One of Mozart's favorite pianos that he played while he was living in Vienna had a pedal-board that was operated with the feet, like that of an organ. This piano that Mozart owned is on display at Mozart House in Salzburg, but currently it has no pedal-board. The fact that Mozart had a piano with a pedal-board is reported in a letter written by his father, Leopold, who visited his son while he lived in Vienna. Among Mozart's piano works, none are explicitly written with a part for a pedal-board. However, according to Leopold's report, at the first performance of Piano Concerto No. 20 in D Minor (K. 466), Mozart, who was the soloist and conductor, used his own piano, equipped with a pedal-board. Presumably the pedal-board was used to reinforce the left-hand part, or add lower notes than the standard keyboard could play. Because Mozart was also an expert on the organ, operating a pedal-board with his feet was no harder than using only his hands.
The first movement starts off the concerto in the dark tonic key of D minor with the strings restlessly but quietly building up to a full forte.
The theme is quickly taken up by the piano soloist and developed throughout the long movement. A slightly brighter mood exists in the second theme of F major (the relative major), but it never becomes jubilant. The timpani further heighten the tension in the coda before the cadenza. The movement ends on a quiet note.
The Romanze second movement, in the subdominant of D minor's relative key, (F major), B♭ major, is a five-part rondo (ABACA) with a coda. The trumpets and timpani are not used in this movement. The beginning features a solo piano playing the flamboyant and charming main B♭ major melody without accompaniment. This lyrical, passionate, tender and romantic melody paints a picture of peace and a sense of harmony between the piano and the orchestra and has also inspired its title 'Romanze'.

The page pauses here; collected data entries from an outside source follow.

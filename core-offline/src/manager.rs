//! # Offline Cache Manager
//!
//! Owns the three cache partitions and reacts to the worker lifecycle.
//!
//! ## Workflow
//!
//! ### Install
//! 1. Ask the host to skip the waiting phase
//! 2. Fetch every Core Set path, bypassing intermediate HTTP caches
//! 3. Stage all responses in the temp partition (nothing is stored if any fetch fails)
//!
//! ### Activate
//! 1. Open the content, temp and manifest partitions
//! 2. Read the manifest record
//! 3. No record: recreate content, merge temp, drop temp, write record, claim clients
//! 4. Record present: evict content entries whose path left the table or whose
//!    fingerprint changed since the record was written
//! 5. Merge temp into content, overwriting survivors
//! 6. Drop temp
//! 7. Write the current table as the new record
//! 8. Claim clients
//!
//! Any failure in steps 1-8 deletes all three partitions and is reported as
//! [`ReconciliationOutcome::Reset`].
//!
//! ## Usage
//!
//! ```rust,ignore
//! use core_offline::{OfflineCacheManager, ReconciliationOutcome, ShellManifest};
//!
//! let shell = ShellManifest::from_static(&[("/", "h0"), ("main.js", "h1")], &["main.js"])?;
//! let manager = OfflineCacheManager::new(config, shell);
//!
//! manager.install().await?;
//! match manager.activate().await {
//!     ReconciliationOutcome::Success(report) => println!("{} entries evicted", report.removed),
//!     ReconciliationOutcome::Reset { reason } => eprintln!("caches wiped: {}", reason),
//! }
//! ```

use crate::error::{OfflineError, Result};
use crate::manifest::ManifestRecord;
use crate::message::WorkerMessage;
use crate::paths::{resource_url, stored_path};
use crate::shell::ShellManifest;
use bridge_traits::{
    cache::{CacheStorage, CacheStore},
    http::{HttpClient, HttpRequest, HttpResponse, RequestCache},
    worker::WorkerHost,
};
use core_runtime::config::{CacheNames, WorkerConfig};
use core_runtime::events::{CacheEvent, EventBus, LifecycleEvent, WorkerEvent};
use core_runtime::logging::redact_url;
use futures::future::try_join_all;
use std::collections::HashSet;
use std::sync::Arc;
use tracing::{debug, error, info, instrument, warn};

/// Result of a successful install.
#[derive(Debug, Clone, PartialEq, Eq)]
pub struct InstallReport {
    /// Core paths staged in the temp partition.
    pub staged: usize,
}

/// What reconciliation did to the content partition.
#[derive(Debug, Clone, Default, PartialEq, Eq)]
pub struct ReconciliationReport {
    /// No manifest record existed; content was recreated from scratch.
    pub first_run: bool,
    /// Entries evicted because their path left the table or their fingerprint changed.
    pub removed: usize,
    /// Entries kept from the previous version.
    pub retained: usize,
    /// Entries copied from the temp partition.
    pub merged: usize,
}

/// Outcome of [`OfflineCacheManager::activate`].
#[derive(Debug, Clone, PartialEq, Eq)]
pub enum ReconciliationOutcome {
    Success(ReconciliationReport),
    /// Reconciliation failed and every managed partition was deleted.
    Reset { reason: String },
}

impl ReconciliationOutcome {
    pub fn is_success(&self) -> bool {
        matches!(self, ReconciliationOutcome::Success(_))
    }
}

/// Cache-lifecycle manager for one deployed shell version.
pub struct OfflineCacheManager {
    pub(crate) http: Arc<dyn HttpClient>,
    pub(crate) storage: Arc<dyn CacheStorage>,
    pub(crate) host: Arc<dyn WorkerHost>,
    pub(crate) names: CacheNames,
    manifest_key: String,
    pub(crate) shell: ShellManifest,
    events: Option<EventBus>,
}

impl std::fmt::Debug for OfflineCacheManager {
    fn fmt(&self, f: &mut std::fmt::Formatter<'_>) -> std::fmt::Result {
        f.debug_struct("OfflineCacheManager")
            .field("names", &self.names)
            .field("manifest_key", &self.manifest_key)
            .field("resources", &self.shell.resources().len())
            .field("core", &self.shell.core().len())
            .finish()
    }
}

impl OfflineCacheManager {
    pub fn new(config: WorkerConfig, shell: ShellManifest) -> Self {
        Self {
            http: config.http_client,
            storage: config.cache_storage,
            host: config.worker_host,
            names: config.cache_names,
            manifest_key: config.manifest_key,
            shell,
            events: None,
        }
    }

    /// Publish lifecycle and cache events on `bus`.
    pub fn with_event_bus(mut self, bus: EventBus) -> Self {
        self.events = Some(bus);
        self
    }

    pub fn shell(&self) -> &ShellManifest {
        &self.shell
    }

    pub fn cache_names(&self) -> &CacheNames {
        &self.names
    }

    /// URL the manifest record is stored under for the current origin.
    pub fn manifest_url(&self) -> String {
        resource_url(&self.host.origin(), &self.manifest_key)
    }

    pub(crate) fn emit(&self, event: WorkerEvent) {
        if let Some(bus) = &self.events {
            // No subscribers is fine
            let _ = bus.emit(event);
        }
    }

    /// Fetch `url`, treating any non-ok status as a failure.
    async fn fetch_ok(&self, url: &str, cache: RequestCache) -> Result<HttpResponse> {
        let response = self
            .http
            .execute(HttpRequest::get(url).cache_mode(cache))
            .await?;
        if !response.is_success() {
            return Err(OfflineError::BadStatus {
                url: redact_url(url).to_string(),
                status: response.status,
            });
        }
        Ok(response)
    }

    /// Fetch every URL concurrently and store them only if all succeeded.
    async fn fetch_all_into(
        &self,
        store: &dyn CacheStore,
        urls: Vec<String>,
        cache: RequestCache,
    ) -> Result<usize> {
        let responses = try_join_all(urls.iter().map(|url| self.fetch_ok(url, cache))).await?;
        for (url, response) in urls.iter().zip(responses) {
            store.put(url, response).await?;
        }
        Ok(urls.len())
    }

    /// Stage the Core Set in the temp partition.
    ///
    /// # Errors
    ///
    /// Fails if any core fetch fails at the transport level or returns a
    /// non-ok status; the temp partition is left untouched in that case.
    #[instrument(skip(self), fields(core = self.shell.core().len()))]
    pub async fn install(&self) -> Result<InstallReport> {
        if let Err(e) = self.host.skip_waiting().await {
            warn!(error = %e, "skip_waiting failed during install");
        }

        let origin = self.host.origin();
        let urls: Vec<String> = self
            .shell
            .core()
            .iter()
            .map(|path| resource_url(&origin, path))
            .collect();

        let temp = self.storage.open(&self.names.temp).await?;
        let staged = self
            .fetch_all_into(temp.as_ref(), urls, RequestCache::Reload)
            .await
            .map_err(|e| {
                error!(error = %e, "Install failed");
                e
            })?;

        info!(staged, "App shell installed");
        self.emit(WorkerEvent::Lifecycle(LifecycleEvent::Installed {
            core_paths: staged,
        }));
        Ok(InstallReport { staged })
    }

    /// Reconcile the content partition against the manifest record.
    ///
    /// Never fails: an error during reconciliation wipes all partitions and
    /// is returned as [`ReconciliationOutcome::Reset`].
    #[instrument(skip(self))]
    pub async fn activate(&self) -> ReconciliationOutcome {
        match self.reconcile().await {
            Ok(report) => {
                info!(
                    first_run = report.first_run,
                    removed = report.removed,
                    retained = report.retained,
                    merged = report.merged,
                    "App shell activated"
                );
                self.emit(WorkerEvent::Lifecycle(LifecycleEvent::Activated {
                    removed: report.removed,
                    merged: report.merged,
                    first_run: report.first_run,
                }));
                ReconciliationOutcome::Success(report)
            }
            Err(e) => {
                let reason = e.to_string();
                error!(error = %reason, "Failed to upgrade offline cache, resetting");
                self.reset().await;
                self.emit(WorkerEvent::Cache(CacheEvent::Reset {
                    reason: reason.clone(),
                }));
                ReconciliationOutcome::Reset { reason }
            }
        }
    }

    async fn reconcile(&self) -> Result<ReconciliationReport> {
        let origin = self.host.origin();
        let mut content = self.storage.open(&self.names.content).await?;
        let temp = self.storage.open(&self.names.temp).await?;
        let record = ManifestRecord::new(
            self.storage.open(&self.names.manifest).await?,
            resource_url(&origin, &self.manifest_key),
        );

        let mut report = ReconciliationReport::default();
        match record.read().await? {
            None => {
                // Unmanaged leftovers from an older worker are not trusted
                self.storage.delete(&self.names.content).await?;
                content = self.storage.open(&self.names.content).await?;
                report.first_run = true;
            }
            Some(previous) => {
                let current = self.shell.resources();
                for url in content.keys().await? {
                    let unchanged = stored_path(&origin, &url).is_some_and(|path| {
                        matches!(
                            (current.get(&path), previous.get(&path)),
                            (Some(new), Some(old)) if new == old
                        )
                    });
                    if unchanged {
                        report.retained += 1;
                    } else {
                        debug!(url = redact_url(&url), "Evicting stale entry");
                        content.delete(&url).await?;
                        report.removed += 1;
                    }
                }
            }
        }

        for url in temp.keys().await? {
            if let Some(response) = temp.get(&url).await? {
                content.put(&url, response).await?;
                report.merged += 1;
            }
        }
        self.storage.delete(&self.names.temp).await?;

        record.write(self.shell.resources()).await?;

        if let Err(e) = self.host.claim_clients().await {
            warn!(error = %e, "Failed to claim clients");
        }

        Ok(report)
    }

    /// Delete every managed partition. Failures are logged and skipped so
    /// one bad partition does not keep the others alive.
    async fn reset(&self) {
        for name in self.names.all() {
            if let Err(e) = self.storage.delete(name).await {
                warn!(partition = name, error = %e, "Failed to delete cache partition");
            }
        }
    }

    /// Fetch and store every Resource Table entry missing from content.
    ///
    /// Returns how many entries were downloaded. All-or-nothing: one failed
    /// fetch stores nothing.
    #[instrument(skip(self))]
    pub async fn download_offline(&self) -> Result<usize> {
        let origin = self.host.origin();
        let content = self.storage.open(&self.names.content).await?;

        let present: HashSet<String> = content
            .keys()
            .await?
            .iter()
            .filter_map(|url| stored_path(&origin, url))
            .collect();
        let missing: Vec<String> = self
            .shell
            .resources()
            .paths()
            .filter(|path| !present.contains(*path))
            .map(|path| resource_url(&origin, path))
            .collect();

        if missing.is_empty() {
            debug!("Content already holds every resource");
            return Ok(0);
        }

        let downloaded = self
            .fetch_all_into(content.as_ref(), missing, RequestCache::Default)
            .await?;
        info!(downloaded, "Offline download completed");
        self.emit(WorkerEvent::Cache(CacheEvent::OfflineDownloadCompleted {
            downloaded,
        }));
        Ok(downloaded)
    }

    /// React to a page message.
    pub async fn handle_message(&self, message: WorkerMessage) -> Result<()> {
        debug!(message = %message, "Worker message");
        match message {
            WorkerMessage::SkipWaiting => {
                self.emit(WorkerEvent::Lifecycle(LifecycleEvent::SkipWaitingRequested));
                self.host.skip_waiting().await?;
            }
            WorkerMessage::DownloadOffline => {
                self.download_offline().await?;
            }
        }
        Ok(())
    }

    /// Parse and handle a raw message payload. Unknown payloads are ignored
    /// and return `Ok(false)`.
    pub async fn handle_message_payload(&self, payload: &str) -> Result<bool> {
        match WorkerMessage::parse(payload) {
            Some(message) => {
                self.handle_message(message).await?;
                Ok(true)
            }
            None => {
                debug!(payload, "Ignoring unknown worker message");
                Ok(false)
            }
        }
    }
}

Halfway through, the piece moves on to the second episode (part C), where instead of the beautiful melody, a storm sets in. The new stormy material is turbulent, agitated and ominous theme, in the relative key of G minor, which greatly contrasts the peaceful mood at the starting of the movement. Though the storm section begins abruptly and without transition, after a transition back to the tonic key of B♭ major, finally, we are greeted once again with the aforeheard melody which returns as the movement is nearing the end. The piece ends with an ascending arpeggio that is light and delicate, gradually until it becomes a faint whisper.
III. Rondo, Allegro assai
The final movement, a rondo, begins with the solo piano rippling upward in the home key before the full orchestra replies with a furious section. (This piano "rippling" is known as the Mannheim Rocket and is a string of eighth notes (D-F-A-D-F) followed by a quarter note (A). A second melody is touched upon by the piano where the mood is still dark but strangely restless. A contrasting cheerful melody in F major ushers in not soon after, introduced by the orchestra before the solo piano rounds off the lively theme. A series of sharp piano chords snaps the bright melody and then begin passages in D minor on solo piano again, taken up by full orchestra. Several modulations of the second theme (in A minor and G minor) follow. Thereafter follows the same format as above, with a momentary pause for introducing the customary cadenza.
After the cadenza, the mood clears considerably and the piece is now fully sunny in character, as we are now in the parallel key of D major, and the bright happy melody is taken up, this time by the oboes and then winds. The solo piano repeats the theme before a full orchestral passage develops the passage, thereby rounding up the concerto with a jubilant finish.
In other media
The 1984 feature film Amadeus makes use of the first movement for a scene where Mozart is stumbling home after an evening with Emanuel Schikaneder during a night of composing the score of his opera The Magic Flute, and prior to the unexpected arrival of his father, Leopold Mozart, in Vienna to stay with him.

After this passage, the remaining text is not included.